//! Logging setup for migration runs.
//!
//! The runner always emits `tracing` events: the start of a run, each
//! committed migration, compensations and fatal conditions. Nothing is printed
//! unless a subscriber is installed, either by the embedding application or by
//! [`init`] when the `tracing-subscriber` feature is enabled.
//!
//! # Environment Variables
//!
//! - `STEPWISE_DEBUG=true|1|yes` - log at debug level
//! - `STEPWISE_LOG_LEVEL=trace|debug|info|warn|error` - explicit level
//! - `STEPWISE_LOG_FORMAT=json|pretty|compact` - output format (default: compact)
//!
//! ```rust,no_run
//! stepwise_migrate::logging::init();
//! ```

use std::env;
use std::sync::Once;

const DEBUG_VAR: &str = "STEPWISE_DEBUG";
const LEVEL_VAR: &str = "STEPWISE_LOG_LEVEL";
const FORMAT_VAR: &str = "STEPWISE_LOG_FORMAT";

static INIT: Once = Once::new();

/// Output format of the installed subscriber.
#[derive(Debug, Clone, Copy, PartialEq, Eq)]
pub enum LogFormat {
    /// One JSON object per event.
    Json,
    /// Multi-line, human oriented.
    Pretty,
    /// Single line per event.
    Compact,
}

impl LogFormat {
    /// Name as accepted by `STEPWISE_LOG_FORMAT`.
    pub fn as_str(&self) -> &'static str {
        match self {
            Self::Json => "json",
            Self::Pretty => "pretty",
            Self::Compact => "compact",
        }
    }
}

/// Whether `STEPWISE_DEBUG` is set to "true", "1" or "yes" (case-insensitive).
#[inline]
pub fn is_debug_enabled() -> bool {
    env::var(DEBUG_VAR)
        .map(|v| matches!(v.to_lowercase().as_str(), "true" | "1" | "yes"))
        .unwrap_or(false)
}

/// The level from `STEPWISE_LOG_LEVEL`.
///
/// Unknown or missing values fall back to "debug" when debugging is enabled
/// and "info" otherwise.
pub fn log_level() -> &'static str {
    let requested = env::var(LEVEL_VAR).map(|l| l.to_lowercase());
    match requested.as_deref() {
        Ok("trace") => "trace",
        Ok("debug") => "debug",
        Ok("info") => "info",
        Ok("warn") => "warn",
        Ok("error") => "error",
        _ if is_debug_enabled() => "debug",
        _ => "info",
    }
}

/// The format from `STEPWISE_LOG_FORMAT`.
pub fn log_format() -> LogFormat {
    match env::var(FORMAT_VAR).map(|f| f.to_lowercase()).as_deref() {
        Ok("json") => LogFormat::Json,
        Ok("pretty") => LogFormat::Pretty,
        _ => LogFormat::Compact,
    }
}

/// Install a global subscriber for the stepwise crates.
///
/// Does nothing unless `STEPWISE_DEBUG` or `STEPWISE_LOG_LEVEL` is set, or
/// when the `tracing-subscriber` feature is disabled. Only the first call has
/// an effect.
pub fn init() {
    INIT.call_once(|| {
        if !is_debug_enabled() && env::var(LEVEL_VAR).is_err() {
            return;
        }

        #[cfg(feature = "tracing-subscriber")]
        {
            use tracing_subscriber::{EnvFilter, fmt, prelude::*};

            let level = log_level();
            let filter = EnvFilter::try_new(format!(
                "stepwise={level},stepwise_ddl={level},stepwise_migrate={level},stepwise_postgres={level}"
            ))
            .unwrap_or_else(|_| EnvFilter::new("info"));

            let registry = tracing_subscriber::registry().with(filter);
            let installed = match log_format() {
                LogFormat::Json => registry.with(fmt::layer().json()).try_init(),
                LogFormat::Pretty => registry.with(fmt::layer().pretty()).try_init(),
                LogFormat::Compact => registry.with(fmt::layer().compact()).try_init(),
            };

            if installed.is_ok() {
                tracing::info!(
                    level,
                    format = log_format().as_str(),
                    "Stepwise logging initialized"
                );
            }
        }
    });
}

/// Set `STEPWISE_LOG_LEVEL` and call [`init`].
///
/// # Safety
///
/// Modifies the process environment. Call it at startup, before any other
/// thread is spawned.
pub fn init_with_level(level: &str) {
    // SAFETY: documented as startup-only.
    unsafe {
        env::set_var(LEVEL_VAR, level);
    }
    init();
}

#[cfg(test)]
mod tests {
    use super::*;

    // Both cases share process-wide variables, so they run in one test.
    #[test]
    fn test_environment_resolution() {
        // SAFETY: no other test in this crate reads these variables.
        unsafe {
            env::remove_var(DEBUG_VAR);
            env::remove_var(LEVEL_VAR);
            env::remove_var(FORMAT_VAR);
        }
        assert!(!is_debug_enabled());
        assert_eq!(log_level(), "info");
        assert_eq!(log_format(), LogFormat::Compact);

        unsafe {
            env::set_var(DEBUG_VAR, "YES");
            env::set_var(LEVEL_VAR, "verbose");
            env::set_var(FORMAT_VAR, "JSON");
        }
        assert!(is_debug_enabled());
        assert_eq!(log_level(), "debug");
        assert_eq!(log_format(), LogFormat::Json);

        unsafe {
            env::set_var(LEVEL_VAR, "warn");
        }
        assert_eq!(log_level(), "warn");

        unsafe {
            env::remove_var(DEBUG_VAR);
            env::remove_var(LEVEL_VAR);
            env::remove_var(FORMAT_VAR);
        }
    }
}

○ ○ ○ ○ ○

#### Exercise directions:
If a line of the listing above holds the string "installed", copy it.

#### Solution to this task:
//! unless a subscriber is installed, either by the embedding application or by
/// Output format of the installed subscriber.
            let installed = match log_format() {
            if installed.is_ok() {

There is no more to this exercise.